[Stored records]
********************
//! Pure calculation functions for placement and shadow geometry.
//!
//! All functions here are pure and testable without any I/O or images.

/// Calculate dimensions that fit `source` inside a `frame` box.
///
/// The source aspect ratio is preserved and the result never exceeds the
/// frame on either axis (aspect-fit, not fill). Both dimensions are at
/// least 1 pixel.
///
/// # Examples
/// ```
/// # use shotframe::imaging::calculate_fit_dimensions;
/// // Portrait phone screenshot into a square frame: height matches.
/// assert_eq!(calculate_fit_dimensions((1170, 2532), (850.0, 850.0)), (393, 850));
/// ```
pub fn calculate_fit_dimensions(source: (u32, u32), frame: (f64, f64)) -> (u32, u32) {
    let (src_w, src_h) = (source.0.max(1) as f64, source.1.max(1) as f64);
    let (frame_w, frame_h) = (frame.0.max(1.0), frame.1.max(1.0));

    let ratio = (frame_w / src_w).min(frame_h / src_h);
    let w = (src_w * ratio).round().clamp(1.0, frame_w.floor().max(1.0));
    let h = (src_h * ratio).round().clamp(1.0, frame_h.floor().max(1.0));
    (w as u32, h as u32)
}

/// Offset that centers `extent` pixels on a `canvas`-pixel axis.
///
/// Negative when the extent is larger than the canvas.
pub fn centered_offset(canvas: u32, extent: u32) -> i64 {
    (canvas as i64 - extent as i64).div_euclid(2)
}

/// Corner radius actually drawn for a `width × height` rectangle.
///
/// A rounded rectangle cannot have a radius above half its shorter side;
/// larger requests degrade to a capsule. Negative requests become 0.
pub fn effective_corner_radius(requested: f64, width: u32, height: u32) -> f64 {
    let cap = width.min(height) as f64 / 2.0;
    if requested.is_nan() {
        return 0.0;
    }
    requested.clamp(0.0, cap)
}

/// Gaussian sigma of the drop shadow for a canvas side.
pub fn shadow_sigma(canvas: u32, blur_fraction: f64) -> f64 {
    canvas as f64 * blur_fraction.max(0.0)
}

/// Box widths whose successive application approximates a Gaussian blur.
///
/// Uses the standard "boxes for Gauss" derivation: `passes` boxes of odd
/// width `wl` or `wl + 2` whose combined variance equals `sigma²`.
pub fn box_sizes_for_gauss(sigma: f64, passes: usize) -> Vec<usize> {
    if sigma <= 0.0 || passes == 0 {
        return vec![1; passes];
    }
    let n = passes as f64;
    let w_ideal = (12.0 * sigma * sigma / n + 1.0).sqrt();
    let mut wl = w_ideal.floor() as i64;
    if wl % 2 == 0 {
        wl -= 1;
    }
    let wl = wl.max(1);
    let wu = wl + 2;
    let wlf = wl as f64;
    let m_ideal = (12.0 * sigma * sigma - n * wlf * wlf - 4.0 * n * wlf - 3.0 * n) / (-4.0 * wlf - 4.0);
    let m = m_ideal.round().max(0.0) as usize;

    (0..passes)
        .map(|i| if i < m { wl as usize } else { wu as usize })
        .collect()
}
********************
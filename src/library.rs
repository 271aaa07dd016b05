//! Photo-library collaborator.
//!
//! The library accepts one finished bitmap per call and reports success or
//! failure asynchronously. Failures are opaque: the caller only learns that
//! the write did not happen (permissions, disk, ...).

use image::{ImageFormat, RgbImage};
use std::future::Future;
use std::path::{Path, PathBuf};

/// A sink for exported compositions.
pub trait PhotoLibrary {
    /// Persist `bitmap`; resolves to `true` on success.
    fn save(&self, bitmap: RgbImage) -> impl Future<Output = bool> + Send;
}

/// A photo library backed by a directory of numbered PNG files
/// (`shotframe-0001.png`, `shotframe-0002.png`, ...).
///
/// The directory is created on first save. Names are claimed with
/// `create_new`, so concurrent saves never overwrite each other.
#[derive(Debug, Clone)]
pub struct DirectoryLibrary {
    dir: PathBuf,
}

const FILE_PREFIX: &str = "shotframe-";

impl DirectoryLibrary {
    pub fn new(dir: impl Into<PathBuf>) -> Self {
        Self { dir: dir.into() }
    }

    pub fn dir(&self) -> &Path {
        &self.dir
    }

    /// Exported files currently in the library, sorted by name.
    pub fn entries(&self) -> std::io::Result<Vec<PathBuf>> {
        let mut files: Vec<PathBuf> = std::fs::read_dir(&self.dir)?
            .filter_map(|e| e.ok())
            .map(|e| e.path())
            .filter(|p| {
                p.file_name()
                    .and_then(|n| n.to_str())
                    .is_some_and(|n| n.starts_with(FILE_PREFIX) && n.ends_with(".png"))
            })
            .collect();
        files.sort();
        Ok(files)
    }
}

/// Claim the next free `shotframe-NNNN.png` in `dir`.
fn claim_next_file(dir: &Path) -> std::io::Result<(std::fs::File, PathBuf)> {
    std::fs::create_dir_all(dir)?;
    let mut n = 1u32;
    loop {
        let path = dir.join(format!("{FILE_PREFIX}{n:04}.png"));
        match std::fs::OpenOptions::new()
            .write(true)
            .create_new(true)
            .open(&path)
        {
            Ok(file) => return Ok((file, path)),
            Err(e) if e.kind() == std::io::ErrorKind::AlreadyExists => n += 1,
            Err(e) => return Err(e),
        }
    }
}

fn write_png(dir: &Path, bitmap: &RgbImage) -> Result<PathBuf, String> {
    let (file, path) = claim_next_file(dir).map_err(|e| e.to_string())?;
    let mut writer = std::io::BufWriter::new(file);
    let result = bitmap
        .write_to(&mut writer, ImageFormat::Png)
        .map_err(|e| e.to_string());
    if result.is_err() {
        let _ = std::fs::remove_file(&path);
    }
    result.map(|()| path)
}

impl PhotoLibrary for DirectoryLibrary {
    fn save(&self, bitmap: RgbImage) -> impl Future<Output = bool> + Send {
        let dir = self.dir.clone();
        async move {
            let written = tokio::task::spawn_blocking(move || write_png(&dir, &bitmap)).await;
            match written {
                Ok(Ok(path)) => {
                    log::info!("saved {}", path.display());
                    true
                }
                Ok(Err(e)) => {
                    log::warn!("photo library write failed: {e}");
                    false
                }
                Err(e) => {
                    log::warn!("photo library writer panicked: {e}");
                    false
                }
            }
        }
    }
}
********************
■ Exercise requirements ■
Show all lines from the records above where the word "Output" occurs.

■ Reply ■
    fn save(&self, bitmap: RgbImage) -> impl Future<Output = bool> + Send;
    fn save(&self, bitmap: RgbImage) -> impl Future<Output = bool> + Send {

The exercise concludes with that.